SAN RAFAEL (CBS SF) — Mother Nature pummeled both coasts early Wednesday, dumping several inches of rain across Marin County, creating a treacherous Bay Area morning commute and leading to more than 100 flight cancellations at local airports due to a nor’easter on the East Coast.
The so-called Pineapple Express — a huge plume of subtropical moisture from north of the Hawaiian Islands — roared into Central California late Tuesday with the northern edge sending heavy bands of showers into the Bay Area.
Marin County bore the brunt of the storm in the Bay Area. The National Weather Service reported that nearly 3 1/2 inches of rain had fallen in Kentfield over the last 24 hours while San Anselmo had received 2.48 inches as of 8 a.m., Mill Valley 1.88 inches and San Rafael had gotten 1.40 inches.
San Francisco had gotten nearly an inch, Santa Rosa had received 1.23 inches and 1.13 inches had fallen in Ben Lomond located in the Santa Cruz Mountains.
The steady rain made driving on Bay Area freeways extremely challenging. Wet roads played a role in a fiery crash on Highway 880 in Oakland at around 5:10 a.m. Two cars collided and then caught fire forcing the closure of two southbound lanes.
The freeway was completely reopened at 6:20 a.m., but traffic was backed up for miles. One driver suffered minor injuries in the crash.
The California Highway Patrol also issued a travel advisory for northbound U.S. Highway 101 just north of Lucky Drive in Larkspur because of flooding just after 1:35 a.m. The CHP said two inches of water was across all lanes of traffic and motorists were advised to use caution and reduce speed while traveling through the area.
A multiple-vehicle collision was reported on I-680 south just north of Scott Creek Road just after 12:30 a.m. No major injuries were reported in the five-vehicle crash.

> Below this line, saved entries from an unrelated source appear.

// =============================================================================
// Events
// =============================================================================

#[tokio::test(start_paused = true)]
async fn test_event_wildcard_and_node_fields() {
    let harness = TestHarness::canopen(CanOpenDeviceBuilder::new().build());

    let mut builder = harness.subscribe();
    builder
        .add_event("nodes", AddressFixtures::NMT_ANY)
        .unwrap()
        .add_event("node1", AddressFixtures::NMT_NODE_1)
        .unwrap();
    let mut subscription = builder.build().unwrap().execute().await.unwrap();
    subscription.assert_established(&["nodes", "node1"]);

    harness
        .transport
        .push(MockCanOpenDevice::heartbeat_frame(1, NmtState::BootUp))
        .await;
    harness
        .transport
        .push(MockCanOpenDevice::heartbeat_frame(7, NmtState::PreOperational))
        .await;

    let events = collect_events(&mut subscription, Duration::from_millis(50)).await;
    let node1 = events_for(&events, "node1");
    assert_eq!(node1.len(), 1);
    assert_eq!(node1[0].value, Value::UInt8(0));
    assert_eq!(node1[0].address.to_string(), "NMT:1");
    assert_eq!(events_for(&events, "nodes").len(), 2);

    let node7 = events_for(&events, "nodes")
        .into_iter()
        .find(|e| e.address == FieldAddress::from(CanOpenAddress::nmt(7)))
        .expect("heartbeat of node 7");
    assert_eq!(node7.value, Value::UInt8(0x7F));
}

#[tokio::test(start_paused = true)]
async fn test_event_repeats_are_delivered() {
    let harness = TestHarness::canopen(CanOpenDeviceBuilder::new().build());

    let mut builder = harness.subscribe();
    builder.add_event("node1", AddressFixtures::NMT_NODE_1).unwrap();
    let mut subscription = builder.build().unwrap().execute().await.unwrap();

    for _ in 0..3 {
        harness
            .transport
            .push(MockCanOpenDevice::heartbeat_frame(1, NmtState::Operational))
            .await;
    }
    let events = collect_events(&mut subscription, Duration::from_millis(50)).await;
    assert_eq!(events.len(), 3);
}

#[tokio::test(start_paused = true)]
async fn test_event_ads_registers_device_notification() {
    let device = AdsDeviceBuilder::new()
        .variable(AddressFixtures::ADS_COUNTER, Value::Int32(1))
        .build();
    let harness = TestHarness::ads(device);

    let mut builder = harness.subscribe();
    builder.add_event("alarm", AddressFixtures::ADS_COUNTER).unwrap();
    let mut subscription = builder.build().unwrap().execute().await.unwrap();
    subscription.assert_established(&["alarm"]);
    assert_eq!(harness.transport.sent_count(), 1);
    assert_eq!(harness.device.handle_count(), 1);

    // events are not deduplicated: the same sample twice is two deliveries
    for _ in 0..2 {
        assert!(harness.transport.push(harness.device.notification_frame()).await);
    }
    let events = collect_events(&mut subscription, Duration::from_millis(50)).await;
    assert_eq!(events.len(), 2, "got {:?}", events);
    assert!(events
        .iter()
        .all(|e| e.field == "alarm" && e.value == Value::Int32(1)));

    assert_eq!(harness.connection.unsubscribe(subscription.id(), None), 1);
    tokio::time::sleep(Duration::from_millis(50)).await;
    assert_eq!(harness.device.handle_count(), 0);
}

#[tokio::test(start_paused = true)]
async fn test_event_ads_symbol_unsupported() {
    let device = AdsDeviceBuilder::new()
        .variable(AddressFixtures::ADS_SYMBOL, 21.5f32)
        .build();
    let harness = TestHarness::ads(device);

    let mut builder = harness.subscribe();
    builder.add_event("temp", AddressFixtures::ADS_SYMBOL).unwrap();
    let subscription = builder.build().unwrap().execute().await.unwrap();

    subscription.assert_established(&[]);
    subscription.assert_field_code("temp", ResponseCode::Unsupported);
    assert_eq!(harness.transport.sent_count(), 0);
    assert_eq!(harness.connection.subscription_count(), 0);
}
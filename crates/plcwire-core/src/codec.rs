// SPDX-License-Identifier: PolyForm-Noncommercial-1.0.0
// Copyright (c) 2025 Sylvex. All rights reserved.

//! Codec and transport capabilities.
//!
//! Protocol drivers supply a [`Codec`] that turns an [`Exchange`] plus its
//! correlation key into wire bytes and decodes inbound bytes into a typed
//! frame. Connections own a [`Transport`] that sends whole frames and pushes
//! inbound frames into an [`InboundSink`].
//!
//! ```text
//! Exchange ──► Codec::encode ──► Transport::send ──► [wire]
//!                                                      │
//! InboundSink ◄── Transport reader ◄───────────────────┘
//!      │
//!      └──► dispatch loop ──► Codec::decode ──► predicate matching
//! ```

use crate::error::{CodecResult, ConnectionResult};
use crate::request::RequestItem;
use async_trait::async_trait;
use bytes::Bytes;
use std::fmt;
use std::hash::Hash;
use tokio::sync::mpsc;

// =============================================================================
// Exchange
// =============================================================================

/// The unit sent on the wire: one field, or several fields batched into a
/// single frame.
#[derive(Debug, Clone, PartialEq)]
pub struct Exchange {
    items: Vec<RequestItem>,
}

impl Exchange {
    /// Creates an exchange carrying one field.
    pub fn single(item: RequestItem) -> Self {
        Self { items: vec![item] }
    }

    /// Creates an exchange carrying several fields in one frame.
    pub fn batch(items: Vec<RequestItem>) -> Self {
        Self { items }
    }

    /// Returns the carried fields in order.
    #[inline]
    pub fn items(&self) -> &[RequestItem] {
        &self.items
    }

    /// Returns the first carried field.
    #[inline]
    pub fn first(&self) -> Option<&RequestItem> {
        self.items.first()
    }

    /// Number of carried fields.
    #[inline]
    pub fn len(&self) -> usize {
        self.items.len()
    }

    /// Returns `true` when no field is carried.
    #[inline]
    pub fn is_empty(&self) -> bool {
        self.items.is_empty()
    }

    /// Returns `true` when more than one field is carried.
    #[inline]
    pub fn is_batch(&self) -> bool {
        self.items.len() > 1
    }
}

// =============================================================================
// Codec
// =============================================================================

/// Encodes exchanges into wire bytes and decodes wire bytes into frames.
///
/// Implementations must be deterministic and free of side effects.
pub trait Codec: Send + Sync + 'static {
    /// Correlation key type.
    type Key: Clone + Eq + Hash + fmt::Debug + Send + Sync + 'static;

    /// Decoded inbound frame type.
    type Frame: fmt::Debug + Send + Sync + 'static;

    /// Serializes an exchange tagged with its correlation key.
    fn encode(&self, exchange: &Exchange, key: &Self::Key) -> CodecResult<Bytes>;

    /// Decodes one complete inbound frame.
    fn decode(&self, bytes: &[u8]) -> CodecResult<Self::Frame>;
}

// =============================================================================
// Transport
// =============================================================================

/// Events pushed by a transport into its connection.
#[derive(Debug, Clone, PartialEq, Eq)]
pub enum InboundEvent {
    /// One complete inbound frame.
    Frame(Bytes),

    /// The physical link went away.
    Closed {
        /// Optional reason for logging
        reason: Option<String>,
    },
}

/// Push-style delivery handle given to a transport.
#[derive(Debug, Clone)]
pub struct InboundSink {
    tx: mpsc::Sender<InboundEvent>,
}

impl InboundSink {
    /// Creates a sink and the receiver the dispatch loop reads from.
    pub fn channel(capacity: usize) -> (Self, mpsc::Receiver<InboundEvent>) {
        let (tx, rx) = mpsc::channel(capacity.max(1));
        (Self { tx }, rx)
    }

    /// Delivers one inbound frame. Returns `false` if the connection is gone.
    pub async fn on_frame(&self, frame: impl Into<Bytes>) -> bool {
        self.tx.send(InboundEvent::Frame(frame.into())).await.is_ok()
    }

    /// Reports that the link closed.
    pub async fn on_close(&self, reason: Option<String>) {
        let _ = self.tx.send(InboundEvent::Closed { reason }).await;
    }

    /// Returns `true` while the dispatch loop is still receiving.
    pub fn is_open(&self) -> bool {
        !self.tx.is_closed()
    }
}

/// A physical or simulated link carrying whole frames.
#[async_trait]
pub trait Transport: Send + Sync + 'static {
    /// Writes one frame as an atomic unit.
    async fn send(&self, frame: Bytes) -> ConnectionResult<()>;

    /// Starts pushing inbound frames into `sink`.
    fn bind(&self, sink: InboundSink);

    /// Closes the link.
    async fn close(&self);

    /// Returns a short description for logging.
    fn describe(&self) -> String {
        std::any::type_name::<Self>().to_string()
    }
}

// =============================================================================
// Tests
// =============================================================================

At San Francisco International Airport the combination of a rainy Bay Area morning and the nor’easter on the East Coast led to delays and cancellations. By 10 a.m., the SFO duty manager said there had been 154 flights cancelled — about 12% of the Wednesday flight schedule.

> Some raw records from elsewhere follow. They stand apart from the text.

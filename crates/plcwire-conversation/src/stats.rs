// SPDX-License-Identifier: PolyForm-Noncommercial-1.0.0
// Copyright (c) 2025 Sylvex. All rights reserved.

//! Engine counters.

use serde::Serialize;
use std::sync::atomic::{AtomicU64, Ordering};
use std::time::Duration;

// =============================================================================
// EngineStats
// =============================================================================

/// Counters for one conversation engine.
#[derive(Debug, Default)]
pub struct EngineStats {
    /// Exchanges written to the transport.
    exchanges_sent: AtomicU64,
    /// Exchanges resolved by a matching frame.
    exchanges_completed: AtomicU64,
    /// Exchanges resolved by a protocol abort.
    exchanges_aborted: AtomicU64,
    /// Exchanges whose deadline passed.
    timeouts: AtomicU64,
    /// Failed transport writes.
    transport_failures: AtomicU64,
    /// Frames that could not be decoded.
    decode_failures: AtomicU64,
    /// Frames dropped as late duplicates.
    duplicate_frames: AtomicU64,
    /// Unsolicited frames delivered to at least one subscriber.
    routed_notifications: AtomicU64,
    /// Frames nothing wanted.
    unmatched_frames: AtomicU64,
    /// Total round-trip time of completed exchanges in microseconds.
    total_round_trip_us: AtomicU64,
}

impl EngineStats {
    /// Creates zeroed statistics.
    pub fn new() -> Self {
        Self::default()
    }

    /// Records an exchange written to the transport.
    pub fn record_sent(&self) {
        self.exchanges_sent.fetch_add(1, Ordering::Relaxed);
    }

    /// Records a completed exchange.
    pub fn record_completed(&self, round_trip: Duration) {
        self.exchanges_completed.fetch_add(1, Ordering::Relaxed);
        self.total_round_trip_us
            .fetch_add(round_trip.as_micros() as u64, Ordering::Relaxed);
    }

    /// Records an aborted exchange.
    pub fn record_aborted(&self) {
        self.exchanges_aborted.fetch_add(1, Ordering::Relaxed);
    }

    /// Records a timeout.
    pub fn record_timeout(&self) {
        self.timeouts.fetch_add(1, Ordering::Relaxed);
    }

    /// Records a transport write failure.
    pub fn record_transport_failure(&self) {
        self.transport_failures.fetch_add(1, Ordering::Relaxed);
    }

    /// Records an undecodable frame.
    pub fn record_decode_failure(&self) {
        self.decode_failures.fetch_add(1, Ordering::Relaxed);
    }

    /// Records a dropped duplicate.
    pub fn record_duplicate(&self) {
        self.duplicate_frames.fetch_add(1, Ordering::Relaxed);
    }

    /// Records a routed unsolicited notification.
    pub fn record_routed(&self) {
        self.routed_notifications.fetch_add(1, Ordering::Relaxed);
    }

    /// Records a frame nothing wanted.
    pub fn record_unmatched(&self) {
        self.unmatched_frames.fetch_add(1, Ordering::Relaxed);
    }

    /// Returns the average round-trip time of completed exchanges.
    pub fn average_round_trip(&self) -> Duration {
        let completed = self.exchanges_completed.load(Ordering::Relaxed);
        if completed == 0 {
            return Duration::ZERO;
        }
        let total = self.total_round_trip_us.load(Ordering::Relaxed);
        Duration::from_micros(total / completed)
    }

    /// Takes a consistent-enough copy of all counters.
    pub fn snapshot(&self) -> EngineStatsSnapshot {
        EngineStatsSnapshot {
            exchanges_sent: self.exchanges_sent.load(Ordering::Relaxed),
            exchanges_completed: self.exchanges_completed.load(Ordering::Relaxed),
            exchanges_aborted: self.exchanges_aborted.load(Ordering::Relaxed),
            timeouts: self.timeouts.load(Ordering::Relaxed),
            transport_failures: self.transport_failures.load(Ordering::Relaxed),
            decode_failures: self.decode_failures.load(Ordering::Relaxed),
            duplicate_frames: self.duplicate_frames.load(Ordering::Relaxed),
            routed_notifications: self.routed_notifications.load(Ordering::Relaxed),
            unmatched_frames: self.unmatched_frames.load(Ordering::Relaxed),
            average_round_trip_us: self.average_round_trip().as_micros() as u64,
        }
    }

    /// Resets all counters.
    pub fn reset(&self) {
        for counter in [
            &self.exchanges_sent,
            &self.exchanges_completed,
            &self.exchanges_aborted,
            &self.timeouts,
            &self.transport_failures,
            &self.decode_failures,
            &self.duplicate_frames,
            &self.routed_notifications,
            &self.unmatched_frames,
            &self.total_round_trip_us,
        ] {
            counter.store(0, Ordering::Relaxed);
        }
    }
}

/// Point-in-time copy of [`EngineStats`].
#[derive(Debug, Clone, Copy, Default, PartialEq, Eq, Serialize)]
pub struct EngineStatsSnapshot {
    /// Exchanges written to the transport.
    pub exchanges_sent: u64,
    /// Exchanges resolved by a matching frame.
    pub exchanges_completed: u64,
    /// Exchanges resolved by a protocol abort.
    pub exchanges_aborted: u64,
    /// Exchanges whose deadline passed.
    pub timeouts: u64,
    /// Failed transport writes.
    pub transport_failures: u64,
    /// Frames that could not be decoded.
    pub decode_failures: u64,
    /// Frames dropped as late duplicates.
    pub duplicate_frames: u64,
    /// Unsolicited frames delivered to at least one subscriber.
    pub routed_notifications: u64,
    /// Frames nothing wanted.
    pub unmatched_frames: u64,
    /// Average round-trip time in microseconds.
    pub average_round_trip_us: u64,
}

Of those, 62 were for flights to/from the Northeast with the remainder of the cancellations being short-haul flights along the West Coast.

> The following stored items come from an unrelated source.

// SPDX-License-Identifier: PolyForm-Noncommercial-1.0.0
// Copyright (c) 2025 Sylvex. All rights reserved.

//! Subscription requests.
//!
//! Three delivery models are supported:
//!
//! | Kind | Delivery |
//! |------|----------|
//! | [`SubscriptionKind::Cyclic`] | the engine polls at a fixed interval |
//! | [`SubscriptionKind::ChangeOfState`] | native change notification, or polling with value diffing |
//! | [`SubscriptionKind::Event`] | passive, unsolicited frames routed by address |
//!
//! Event deliveries are demultiplexed purely by field name, so
//! [`SubscriptionRequestBuilder::add_event`] rejects a name that is already
//! present. Cyclic and change-of-state fields replace earlier entries of the
//! same name.

use crate::address::FieldAddress;
use crate::error::{BuildError, BuildResult, ConnectionError, ConnectionResult, FieldResult};
use crate::request::{AddressQuery, AddressResolver, FieldMap, RequestExecutor};
use crate::types::{ResponseCode, Value};
use chrono::{DateTime, Utc};
use serde::{Deserialize, Serialize};
use std::fmt;
use std::sync::Arc;
use std::time::Duration;
use tokio::sync::mpsc;

// =============================================================================
// Subscription Kind
// =============================================================================

/// How values of a subscribed field are delivered.
#[derive(Debug, Clone, Copy, PartialEq, Eq, Hash, Serialize, Deserialize)]
#[serde(tag = "kind", content = "interval", rename_all = "snake_case")]
pub enum SubscriptionKind {
    /// Poll at the given interval (strictly positive).
    Cyclic(Duration),

    /// Deliver when the value changes.
    ChangeOfState,

    /// Deliver unsolicited frames addressed to the field.
    Event,
}

impl SubscriptionKind {
    /// Returns the polling interval for cyclic subscriptions.
    pub fn interval(&self) -> Option<Duration> {
        match self {
            SubscriptionKind::Cyclic(interval) => Some(*interval),
            _ => None,
        }
    }

    /// Returns the kind name for logging.
    pub fn as_str(&self) -> &'static str {
        match self {
            SubscriptionKind::Cyclic(_) => "cyclic",
            SubscriptionKind::ChangeOfState => "change_of_state",
            SubscriptionKind::Event => "event",
        }
    }
}

impl fmt::Display for SubscriptionKind {
    fn fmt(&self, f: &mut fmt::Formatter<'_>) -> fmt::Result {
        match self {
            SubscriptionKind::Cyclic(interval) => write!(f, "cyclic({:?})", interval),
            other => f.write_str(other.as_str()),
        }
    }
}

// =============================================================================
// Subscription Id
// =============================================================================

/// Identifies an established subscription on a connection.
#[derive(Debug, Clone, Copy, PartialEq, Eq, Hash, PartialOrd, Ord, Serialize, Deserialize)]
pub struct SubscriptionId(pub u64);

impl SubscriptionId {
    /// Creates a subscription ID.
    #[inline]
    pub fn new(id: u64) -> Self {
        Self(id)
    }
}

impl fmt::Display for SubscriptionId {
    fn fmt(&self, f: &mut fmt::Formatter<'_>) -> fmt::Result {
        write!(f, "sub-{}", self.0)
    }
}

// =============================================================================
// Subscription Request
// =============================================================================

/// One resolved subscription field.
#[derive(Debug, Clone, PartialEq)]
pub struct SubscriptionField {
    /// Field name
    pub name: String,
    /// Resolved address
    pub address: FieldAddress,
    /// Delivery model
    pub kind: SubscriptionKind,
}

/// An immutable, ordered set of subscription fields.
#[derive(Clone)]
pub struct SubscriptionRequest {
    fields: Arc<[SubscriptionField]>,
    executor: Option<Arc<dyn RequestExecutor>>,
}

impl SubscriptionRequest {
    /// Returns the fields in insertion order.
    #[inline]
    pub fn fields(&self) -> &[SubscriptionField] {
        &self.fields
    }

    /// Returns the field with the given name.
    pub fn get(&self, name: &str) -> Option<&SubscriptionField> {
        self.fields.iter().find(|f| f.name == name)
    }

    /// Returns the field names in insertion order.
    pub fn field_names(&self) -> Vec<&str> {
        self.fields.iter().map(|f| f.name.as_str()).collect()
    }

    /// Number of fields.
    #[inline]
    pub fn len(&self) -> usize {
        self.fields.len()
    }

    /// Always `false`; empty requests cannot be built.
    #[inline]
    pub fn is_empty(&self) -> bool {
        self.fields.is_empty()
    }

    /// Establishes the subscription on the connection it was built for.
    pub async fn execute(&self) -> ConnectionResult<SubscriptionResponse> {
        match &self.executor {
            Some(executor) => executor.subscribe(self).await,
            None => Err(ConnectionError::NotBound),
        }
    }
}

impl fmt::Debug for SubscriptionRequest {
    fn fmt(&self, f: &mut fmt::Formatter<'_>) -> fmt::Result {
        f.debug_struct("SubscriptionRequest")
            .field("fields", &self.fields)
            .field("bound", &self.executor.is_some())
            .finish()
    }
}

/// Builds subscription requests.
///
/// # Examples
///
/// ```rust,ignore
/// let mut builder = connection.subscription_request_builder();
/// builder
///     .add_cyclic("temperature", "SDO:5:0x6000/0x1:INTEGER16", Duration::from_millis(100))?
///     .add_event("state", "NMT")?;
///
/// assert!(builder.add_event("state", "NMT:5").is_err());
/// let subscription = builder.build()?.execute().await?;
/// ```
pub struct SubscriptionRequestBuilder {
    resolver: Arc<dyn AddressResolver>,
    executor: Option<Arc<dyn RequestExecutor>>,
    fields: FieldMap<(AddressQuery, SubscriptionKind)>,
}

impl fmt::Debug for SubscriptionRequestBuilder {
    fn fmt(&self, f: &mut fmt::Formatter<'_>) -> fmt::Result {
        f.debug_struct("SubscriptionRequestBuilder")
            .field("fields", &self.fields)
            .field("bound", &self.executor.is_some())
            .finish()
    }
}

impl SubscriptionRequestBuilder {
    /// Creates a builder that parses addresses with `resolver`.
    pub fn new(resolver: Arc<dyn AddressResolver>) -> Self {
        Self {
            resolver,
            executor: None,
            fields: FieldMap::new(),
        }
    }

    /// Binds built requests to an executor.
    pub fn with_executor(mut self, executor: Arc<dyn RequestExecutor>) -> Self {
        self.executor = Some(executor);
        self
    }

    /// Adds a cyclic field polled every `interval`.
    pub fn add_cyclic(
        &mut self,
        name: impl Into<String>,
        address: impl Into<AddressQuery>,
        interval: Duration,
    ) -> BuildResult<&mut Self> {
        let name = name.into();
        if interval.is_zero() {
            return Err(BuildError::invalid_interval(name, "interval must be greater than zero"));
        }
        self.fields
            .insert(name, (address.into(), SubscriptionKind::Cyclic(interval)));
        Ok(self)
    }

    /// Adds a change-of-state field.
    pub fn add_change_of_state(
        &mut self,
        name: impl Into<String>,
        address: impl Into<AddressQuery>,
    ) -> BuildResult<&mut Self> {
        self.fields
            .insert(name.into(), (address.into(), SubscriptionKind::ChangeOfState));
        Ok(self)
    }

    /// Adds an event field. Fails if `name` is already present.
    pub fn add_event(
        &mut self,
        name: impl Into<String>,
        address: impl Into<AddressQuery>,
    ) -> BuildResult<&mut Self> {
        let name = name.into();
        if self.fields.contains(&name) {
            return Err(BuildError::duplicate_field(name));
        }
        self.fields.insert(name, (address.into(), SubscriptionKind::Event));
        Ok(self)
    }

    /// Returns the field names added so far.
    pub fn field_names(&self) -> Vec<&str> {
        self.fields.names().collect()
    }

    /// Resolves every address and freezes the request.
    pub fn build(self) -> BuildResult<SubscriptionRequest> {
        if self.fields.len() == 0 {
            return Err(BuildError::EmptyRequest);
        }
        let mut fields = Vec::with_capacity(self.fields.len());
        for (name, (query, kind)) in self.fields.into_entries() {
            let address = query.resolve(self.resolver.as_ref())?;
            fields.push(SubscriptionField { name, address, kind });
        }
        Ok(SubscriptionRequest {
            fields: fields.into(),
            executor: self.executor,
        })
    }
}

// =============================================================================
// Deliveries
// =============================================================================

/// A value delivered to a subscriber, tagged with its field name.
#[derive(Debug, Clone, PartialEq, Serialize, Deserialize)]
pub struct SubscriptionEvent {
    /// Subscribed field name
    pub field: String,
    /// Address the value came from
    pub address: FieldAddress,
    /// Delivered value
    pub value: Value,
    /// When the value was received
    pub timestamp: DateTime<Utc>,
}

impl SubscriptionEvent {
    /// Creates an event stamped with the current time.
    pub fn new(field: impl Into<String>, address: FieldAddress, value: Value) -> Self {
        Self {
            field: field.into(),
            address,
            value,
            timestamp: Utc::now(),
        }
    }
}

/// Establishment results plus the delivery channel of a subscription.
#[derive(Debug)]
pub struct SubscriptionResponse {
    id: SubscriptionId,
    results: Vec<(String, FieldResult<()>)>,
    receiver: mpsc::Receiver<SubscriptionEvent>,
}

impl SubscriptionResponse {
    /// Creates a subscription response.
    pub fn new(
        id: SubscriptionId,
        results: Vec<(String, FieldResult<()>)>,
        receiver: mpsc::Receiver<SubscriptionEvent>,
    ) -> Self {
        Self { id, results, receiver }
    }

    /// Returns the subscription ID.
    #[inline]
    pub fn id(&self) -> SubscriptionId {
        self.id
    }

    /// Returns the establishment code of a field.
    pub fn response_code(&self, name: &str) -> Option<ResponseCode> {
        self.results.iter().find(|(n, _)| n == name).map(|(_, r)| match r {
            Ok(()) => ResponseCode::Ok,
            Err(e) => e.response_code(),
        })
    }

    /// Returns the establishment results in request order.
    pub fn results(&self) -> &[(String, FieldResult<()>)] {
        &self.results
    }

    /// Returns the names of the fields that were established.
    pub fn established_fields(&self) -> Vec<&str> {
        self.results
            .iter()
            .filter(|(_, r)| r.is_ok())
            .map(|(n, _)| n.as_str())
            .collect()
    }

    /// Receives the next delivery. Returns `None` once the subscription is
    /// torn down and every queued delivery has been consumed.
    pub async fn recv(&mut self) -> Option<SubscriptionEvent> {
        self.receiver.recv().await
    }

    /// Receives a delivery without waiting.
    pub fn try_recv(&mut self) -> Option<SubscriptionEvent> {
        self.receiver.try_recv().ok()
    }
}

// =============================================================================
// Tests
// =============================================================================

#[cfg(test)]
mod tests {
    use super::*;
    use crate::address::CanOpenAddress;

    struct NmtResolver;

    impl AddressResolver for NmtResolver {
        fn resolve(&self, address: &str) -> BuildResult<FieldAddress> {
            match address {
                "NMT" => Ok(CanOpenAddress::nmt(0).into()),
                _ => match address.strip_prefix("NMT:").and_then(|n| n.parse().ok()) {
                    Some(node) => Ok(CanOpenAddress::nmt(node).into()),
                    None => Err(BuildError::invalid_address(address, "expected NMT[:<node>]")),
                },
            }
        }
    }

    fn builder() -> SubscriptionRequestBuilder {
        SubscriptionRequestBuilder::new(Arc::new(NmtResolver))
    }

    #[test]
    fn test_duplicate_event_rejected() {
        let mut b = builder();
        b.add_event("X", "NMT").unwrap();
        let err = b.add_event("X", "NMT:4").unwrap_err();
        assert_eq!(err, BuildError::duplicate_field("X"));

        let request = b.build().unwrap();
        assert_eq!(request.len(), 1);
        assert_eq!(request.get("X").unwrap().address, CanOpenAddress::nmt(0).into());
    }

    #[test]
    fn test_cyclic_and_change_of_state_overwrite() {
        let mut b = builder();
        b.add_cyclic("a", "NMT:1", Duration::from_millis(100))
            .unwrap()
            .add_change_of_state("b", "NMT:2")
            .unwrap()
            .add_change_of_state("a", "NMT:3")
            .unwrap();
        let request = b.build().unwrap();
        assert_eq!(request.field_names(), vec!["a", "b"]);
        assert_eq!(request.get("a").unwrap().kind, SubscriptionKind::ChangeOfState);
    }

    #[test]
    fn test_event_after_cyclic_with_same_name_rejected() {
        let mut b = builder();
        b.add_cyclic("a", "NMT:1", Duration::from_secs(1)).unwrap();
        assert!(b.add_event("a", "NMT").is_err());
    }

    #[test]
    fn test_zero_interval_rejected() {
        let mut b = builder();
        let err = b.add_cyclic("a", "NMT:1", Duration::ZERO).unwrap_err();
        assert!(matches!(err, BuildError::InvalidInterval { .. }));
        assert!(b.field_names().is_empty());
    }

    #[test]
    fn test_lazy_parse_fails_at_build() {
        let mut b = builder();
        b.add_event("bad", "NMT:xyz").unwrap();
        assert!(matches!(b.build(), Err(BuildError::InvalidAddress { .. })));
    }

    #[test]
    fn test_subscription_id_display() {
        assert_eq!(SubscriptionId::new(3).to_string(), "sub-3");
        assert_eq!(
            SubscriptionKind::Cyclic(Duration::from_millis(100)).interval(),
            Some(Duration::from_millis(100))
        );
        assert_eq!(SubscriptionKind::Event.interval(), None);
    }

    #[tokio::test]
    async fn test_response_drains_queued_events() {
        let (tx, rx) = mpsc::channel(4);
        let mut response = SubscriptionResponse::new(
            SubscriptionId::new(1),
            vec![("state".to_string(), Ok(()))],
            rx,
        );
        tx.send(SubscriptionEvent::new("state", CanOpenAddress::nmt(2).into(), Value::UInt8(5)))
            .await
            .unwrap();
        drop(tx);
        assert_eq!(response.recv().await.unwrap().field, "state");
        assert!(response.recv().await.is_none());
        assert_eq!(response.established_fields(), vec!["state"]);
        assert_eq!(response.response_code("state"), Some(ResponseCode::Ok));
    }
}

The FAA reported that some arriving flights at SFO were delayed by over 4 hours.
In Southern California, thousands of residents were told to evacuate their home has the biggest storm of the year bore down on the region. Among those were Kristine Sperling and her family in Montecito.
“It’s a matter of life and death,” Sperling said from Santa Barbara, where her family was staying with good friends after evacuating Tuesday ahead of a powerful Pacific storm that’s likely to be the worst this winter for parts of the state.
The Sperlings’ home wasn’t damaged by January’s mudslides but the family needed to be rescued after losing electricity, gas and water, and all the roads out of town were destroyed.
“We’re just not willing to take that kind of chance anymore,” the 48-year-old Sperling said. “What happened in January was just all of our worst nightmares.”
The rain began on the central coast in San Luis Obispo and Santa Barbara counties and spread south across adjacent Ventura and Los Angeles Counties by early Wednesday.
The fourth nor’easter in three weeks moved through the winter weary Northeast on Wednesday, the first full day of spring, packing high winds and the potential of dumping a foot or more of snow from West Virginia to New England.
Airlines canceled thousands of flights and school districts throughout the Northeast canceled classes ahead of the storm that was expected to intensify Wednesday afternoon, with heavy, wet snow a threat to knock out power around the region. Shore towns were warned of the possibility of coastal flooding.